Banking & Financial Services Exemptions (Entries 27, 27A, 34, 39A)

# Banking and Financial Services — Exemptions

## Entry 27 — Interest / Discount on Deposits, Loans, Advances

Exempt:

(a) Services by way of extending deposits, loans or advances in so far as consideration is represented by interest or discount (other than interest involved in credit card services);

(b) Inter se sale/purchase of foreign currency amongst banks, or amongst banks and authorised dealers.

### Scope of Entry 27(a)

  • Covers situations where moneys due (deposits, loans, advances) are allowed to be used or retained on payment of time value of money (interest/discount).
  • Does NOT cover investments by way of equity or any manner where the investor is entitled to a share of profit.
  • Interest = amount payable on moneys borrowed or debt incurred; EXCLUDES service fees / other charges on borrowed money, debt, or unutilized credit facilities.

### Examples Covered

  • Fixed deposits, savings deposits, loans, overdrafts, mortgages, corporate deposits — to the extent consideration is via interest/discount.
  • Invoice/cheque discounting: Covered to the extent of discount as it is a manner of extending credit.

### NOT Covered (Taxable)

  • Service charges, fees, documentation fees, broking charges, administrative charges, entry charges or other similar charges collected over and above interest on loan/advance/deposit.

## Entry 27A — Pradhan Mantri Jan Dhan Yojana (PMJDY)

Services provided by a banking company to Basic Saving Bank Deposit (BSBD) account holders under PMJDYEXEMPT.

## Entry 34 — Small Card Transactions

Services by an acquiring bank to any person in relation to settlement of an amount up to Rs. 2,000 in a single transaction through credit/debit/charge/payment card.

  • Acquiring Bank: Any banking company, FI, NBFC, or any other person, who makes payment to any person who accepts such card.

## Entry 39A — Intermediary of Financial Services in IFSC

Services by an intermediary of financial services located in a multi-services SEZ with IFSC status to a customer located outside India for IFSC, in currencies other than INREXEMPT.

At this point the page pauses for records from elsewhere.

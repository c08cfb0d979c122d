//! Editor options: the `:set` system.
//!
//! [`Options`] holds the values the editing core reads. [`parse_set`] turns
//! the arguments of a `:set` command into [`SetDirective`]s, and
//! [`Options::apply`] executes them.
//!
//! # Supported syntax
//!
//! | Syntax           | Effect                        |
//! |------------------|-------------------------------|
//! | `:set option`    | Enable boolean / show numeric |
//! | `:set nooption`  | Disable boolean               |
//! | `:set option!`   | Toggle boolean                |
//! | `:set option?`   | Query current value           |
//! | `:set option=N`  | Assign numeric value          |
//! | `:set`           | Show changed options          |
//! | `:set all`       | Show all options              |
//!
//! # Option names
//!
//! | Full name    | Abbrev | Type    | Default |
//! |--------------|--------|---------|---------|
//! | `tabstop`    | `ts`   | integer | 8       |
//! | `ignorecase` | `ic`   | bool    | false   |

use crate::column::DEFAULT_TAB_SIZE;
use crate::error::{Error, Result};

// ---------------------------------------------------------------------------
// Options
// ---------------------------------------------------------------------------

/// Values configurable through `:set`.
#[derive(Debug, Clone, Copy, PartialEq, Eq)]
pub struct Options {
    /// Tab stop width in cells. Always at least 1.
    pub tab_size: usize,
    /// Match search patterns without regard to case.
    pub ignore_case: bool,
}

impl Default for Options {
    fn default() -> Self {
        Self {
            tab_size: DEFAULT_TAB_SIZE,
            ignore_case: false,
        }
    }
}

impl Options {
    /// Execute one directive. Queries and listings return the text to show.
    ///
    /// # Errors
    ///
    /// [`Error::UnknownOption`] for a name that is not an option,
    /// [`Error::InvalidOptionValue`] for a value the option cannot take
    /// (`tabstop` needs a positive integer; booleans cannot be assigned).
    /// Options are unchanged on error.
    pub fn apply(&mut self, directive: &SetDirective) -> Result<Option<String>> {
        match directive {
            SetDirective::On(name) => {
                *self.bool_mut(name)? = true;
                Ok(None)
            }
            SetDirective::Off(name) => {
                *self.bool_mut(name)? = false;
                Ok(None)
            }
            SetDirective::Toggle(name) => {
                let value = self.bool_mut(name)?;
                *value = !*value;
                Ok(None)
            }
            SetDirective::Query(name) => self.show(name).map(Some),
            SetDirective::Assign(name, value) => {
                self.assign(name, value)?;
                Ok(None)
            }
            SetDirective::ShowChanged => {
                let defaults = Self::default();
                let mut shown = Vec::new();
                if self.tab_size != defaults.tab_size {
                    shown.push(format!("tabstop={}", self.tab_size));
                }
                if self.ignore_case != defaults.ignore_case {
                    shown.push(format_bool("ignorecase", self.ignore_case));
                }
                Ok(Some(shown.join("  ")))
            }
            SetDirective::ShowAll => Ok(Some(format!(
                "{}  tabstop={}",
                format_bool("ignorecase", self.ignore_case),
                self.tab_size
            ))),
        }
    }

    /// Parse and apply a whole `:set` argument string. Either every
    /// directive applies or none does.
    ///
    /// # Errors
    ///
    /// The first error from [`apply`](Self::apply).
    pub fn set(&mut self, args: &str) -> Result<Vec<String>> {
        let mut next = *self;
        let mut messages = Vec::new();
        for directive in parse_set(args) {
            if let Some(message) = next.apply(&directive)? {
                messages.push(message);
            }
        }
        *self = next;
        Ok(messages)
    }

    fn bool_mut(&mut self, name: &str) -> Result<&mut bool> {
        match canonical(name) {
            Some("ignorecase") => Ok(&mut self.ignore_case),
            Some(full) => Err(Error::InvalidOptionValue {
                name: full.to_string(),
                value: name.to_string(),
            }),
            None => Err(Error::UnknownOption(name.to_string())),
        }
    }

    fn assign(&mut self, name: &str, value: &str) -> Result<()> {
        let invalid = || Error::InvalidOptionValue {
            name: name.to_string(),
            value: value.to_string(),
        };
        match canonical(name) {
            Some("tabstop") => {
                let size: usize = value.parse().map_err(|_| invalid())?;
                if size == 0 {
                    return Err(invalid());
                }
                self.tab_size = size;
                Ok(())
            }
            Some(_) => Err(invalid()),
            None => Err(Error::UnknownOption(name.to_string())),
        }
    }

    fn show(&self, name: &str) -> Result<String> {
        match canonical(name) {
            Some("tabstop") => Ok(format!("tabstop={}", self.tab_size)),
            Some("ignorecase") => Ok(format_bool("ignorecase", self.ignore_case)),
            _ => Err(Error::UnknownOption(name.to_string())),
        }
    }
}

/// Full name for a known option or abbreviation.
fn canonical(name: &str) -> Option<&'static str> {
    match name {
        "tabstop" | "ts" => Some("tabstop"),
        "ignorecase" | "ic" => Some("ignorecase"),
        _ => None,
    }
}

// ---------------------------------------------------------------------------
// Parsing
// ---------------------------------------------------------------------------

/// A parsed `:set` directive.
#[derive(Debug, Clone, PartialEq, Eq)]
pub enum SetDirective {
    /// `:set option`
    On(String),
    /// `:set nooption`
    Off(String),
    /// `:set option!`
    Toggle(String),
    /// `:set option?`
    Query(String),
    /// `:set option=value`
    Assign(String, String),
    /// `:set` with no arguments.
    ShowChanged,
    /// `:set all`
    ShowAll,
}

/// Returns `true` if `name` is a known boolean option (full name or abbreviation).
#[must_use]
pub fn is_bool_option(name: &str) -> bool {
    matches!(name, "ignorecase" | "ic")
}

/// Returns `true` if `name` is a known numeric option (full name or abbreviation).
#[must_use]
pub fn is_numeric_option(name: &str) -> bool {
    matches!(name, "tabstop" | "ts")
}

/// Split `:set` arguments on whitespace and parse each one. No arguments
/// means [`SetDirective::ShowChanged`].
#[must_use]
pub fn parse_set(args: &str) -> Vec<SetDirective> {
    let args = args.trim();
    if args.is_empty() {
        return vec![SetDirective::ShowChanged];
    }
    args.split_whitespace().map(parse_set_arg).collect()
}

/// Parse a single `:set` argument.
#[must_use]
pub fn parse_set_arg(arg: &str) -> SetDirective {
    if arg == "all" {
        return SetDirective::ShowAll;
    }
    if let Some((name, value)) = arg.split_once('=') {
        return SetDirective::Assign(name.to_string(), value.to_string());
    }
    if let Some(name) = arg.strip_suffix('?') {
        return SetDirective::Query(name.to_string());
    }
    if let Some(name) = arg.strip_suffix('!') {
        return SetDirective::Toggle(name.to_string());
    }
    // Only strip "no" when what remains is a boolean option.
    if let Some(name) = arg.strip_prefix("no") {
        if is_bool_option(name) {
            return SetDirective::Off(name.to_string());
        }
    }
    // A bare numeric option shows its value.
    if is_numeric_option(arg) {
        return SetDirective::Query(arg.to_string());
    }
    SetDirective::On(arg.to_string())
}

/// `"name"` when on, `"noname"` when off.
#[must_use]
pub fn format_bool(name: &str, value: bool) -> String {
    if value {
        name.to_string()
    } else {
        format!("no{name}")
    }
}

// ---------------------------------------------------------------------------
// Tests
// ---------------------------------------------------------------------------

'Intermediary of financial services in IFSC': A person who:

(i) is permitted/recognised by Govt of India or any IFSC Regulator; OR

(ii) is treated as person resident outside India under FEMA (IFSC) Regulations, 2015; OR

(iii) is registered under IRDAI (IFSC) Guidelines, 2015 as IFSC Insurance Office; OR

(iv) is permitted under SEBI (IFSC) Guidelines, 2015.

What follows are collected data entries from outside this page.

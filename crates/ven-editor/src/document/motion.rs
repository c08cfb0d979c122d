//! Cursor movement.
//!
//! Horizontal moves return `None` when the cursor is already at the edge,
//! `Some(column)` otherwise. Vertical moves use the best-effort column rule:
//! on the new line the cursor takes the rightmost position whose visual
//! column does not pass the old one, so it sticks to the same screen column
//! across tabs and wide glyphs and settles at the end of shorter lines.

use super::Document;
use crate::column;
use crate::line::LineId;
use crate::word::{Walker, is_blank, is_word};

/// Result of a word motion.
#[derive(Debug, Clone, Copy, PartialEq, Eq)]
pub struct WordJump {
    /// Visual column after the motion.
    pub column: usize,
    /// Line boundaries crossed: positive downward, negative upward.
    pub lines_moved: isize,
}

impl Document {
    // -- Horizontal ---------------------------------------------------------

    /// Move one char left. `None` at the start of the line.
    pub fn left(&mut self) -> Option<usize> {
        if self.char_offset == 0 {
            return None;
        }
        self.step_back();
        Some(self.visual_column)
    }

    /// Move one char right. The cursor stops on the last char in normal
    /// mode, one past it in insert mode; `None` when already there.
    pub fn right(&mut self, insert_mode: bool) -> Option<usize> {
        let line = self.current_line();
        if self.char_offset + 1 >= line.len() + usize::from(insert_mode) {
            return None;
        }
        let ch = line.chars()[self.char_offset];
        self.char_offset += 1;
        self.visual_column = column::advance(self.visual_column, ch, self.tab_size);
        Some(self.visual_column)
    }

    /// Move to column 0 (`0`).
    pub const fn start_of_line(&mut self) -> usize {
        self.char_offset = 0;
        self.visual_column = 0;
        0
    }

    /// Move to the last char, or one past it in insert mode (`$`).
    pub fn end_of_line(&mut self, insert_mode: bool) -> usize {
        self.place_cursor(usize::MAX, insert_mode);
        self.visual_column
    }

    // -- Vertical -----------------------------------------------------------

    /// Move to the line above. `None` on the first line.
    pub fn up(&mut self, insert_mode: bool) -> Option<usize> {
        let prev = self.current_line().prev()?;
        self.current = prev;
        self.place_cursor(self.visual_column, insert_mode);
        Some(self.visual_column)
    }

    /// Move to the line below. `None` on the last line.
    pub fn down(&mut self, insert_mode: bool) -> Option<usize> {
        let next = self.current_line().next()?;
        self.current = next;
        self.place_cursor(self.visual_column, insert_mode);
        Some(self.visual_column)
    }

    /// Move to the start of the first line (`gg`).
    pub fn jump_to_top(&mut self) -> usize {
        self.current = self.first;
        self.start_of_line()
    }

    /// Move to the start of the last line (`G`).
    pub fn jump_to_bottom(&mut self) -> usize {
        self.current = self.last;
        self.start_of_line()
    }

    // -- Words --------------------------------------------------------------

    /// Forward to the start of the next word (`w`). At the end of the
    /// document the cursor stops on the last char.
    pub fn next_word_start(&mut self) -> WordJump {
        let mut walker = Walker::at_cursor(self);
        while walker.peek().is_some_and(is_word) {
            walker.forward();
        }
        while walker.peek().is_some_and(is_blank) {
            walker.forward();
        }
        self.finish_word_motion(walker.finish())
    }

    /// Backward to the start of the previous word (`b`). Stops at the start
    /// of the document.
    pub fn prev_word_start(&mut self) -> WordJump {
        let mut walker = Walker::at_cursor(self);
        if !walker.backward() {
            return WordJump {
                column: self.visual_column,
                lines_moved: 0,
            };
        }
        while walker.peek().is_none_or(is_blank) {
            if !walker.backward() {
                break;
            }
        }
        while walker.peek_prev_in_line().is_some_and(is_word) {
            walker.backward();
        }
        self.finish_word_motion(walker.finish())
    }

    /// Forward to the end of the current or next word (`e`). At the end of
    /// the document the cursor stops on the last char.
    pub fn next_word_end(&mut self) -> WordJump {
        let mut walker = Walker::at_cursor(self);
        if !walker.forward() {
            return WordJump {
                column: self.visual_column,
                lines_moved: 0,
            };
        }
        while walker.peek().is_some_and(is_blank) {
            walker.forward();
        }
        if walker.peek().is_some() {
            while walker.peek_next_in_line().is_some_and(is_word) {
                walker.forward();
            }
        }
        self.finish_word_motion(walker.finish())
    }

    /// Commit a walk: move the cursor there, clamped onto a real char.
    fn finish_word_motion(
        &mut self,
        (line, offset, lines_moved): (LineId, usize, isize),
    ) -> WordJump {
        self.current = line;
        let len = self.current_line().len();
        self.char_offset = offset.min(len.saturating_sub(1));
        self.visual_column =
            column::column_of(self.current_line().chars(), self.char_offset, self.tab_size);
        WordJump {
            column: self.visual_column,
            lines_moved,
        }
    }
}

// ---------------------------------------------------------------------------
// Tests
// ---------------------------------------------------------------------------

## Critical Carve-outs from Entry 27

### A. Interest / delayed payment charges on brokerage / margin trading

Interest charged for delay in payment of brokerage/settlement obligations/margin trading → EXEMPT under Entry 27.

### B. Late payment on credit card outstanding

Interest charged on outstanding credit card balancesTAXABLE. Specifically EXCLUDED from Entry 27.

### C. Additional / Penal Interest on Overdue Loans

Levied when EMI is not paid on time. Treatment depends on the context — see worked examples.

Worked example

### Example 1

Example 1 — FD interest: A bank pays Rs. 50,000 interest on a fixed deposit to a customer. Taxability of bank's service?

Solution: EXEMPT under Entry 27(a). The consideration (interest) is for deposits — covered by the exemption.

### Example 2

Example 2 — Loan processing fee: A bank charges Rs. 5,000 processing fee in addition to interest on a personal loan. Taxability?

Solution: Processing fee = TAXABLE (not interest). Interest portion = EXEMPT.

### Example 3

Example 3 — Credit card late payment: Credit card holder pays Rs. 1,500 as late payment charges / interest on outstanding credit card dues. Taxability?

Solution: TAXABLE. Interest on credit card outstanding is specifically excluded from Entry 27.

### Example 4

Example 4 — Acquiring bank settlement: Acquiring bank settles a Rs. 1,800 single card transaction. Taxability of its service?

Solution: EXEMPT under Entry 34 (single transaction up to Rs. 2,000).

### Example 5

Example 5 — Penal interest by seller (Mobile in installments): X sells a mobile to Y for Rs. 40,000 in 4 installments of Rs. 11,000 each. Y delays payment; penal interest of Rs. 500/month is charged by X. GST treatment?

Solution: The penal interest is part of the consideration for supply of mobile and TAXABLE under GST, regardless of how it is invoiced. (X is not a financier — it is a seller.)

### Example 6

Example 6 — Penal interest by financier (loan from NBFC): Y buys a mobile for Rs. 40,000 using a loan from M/s ABC Ltd at 2.5%/month interest with 1.25% penal interest for delays. GST treatment?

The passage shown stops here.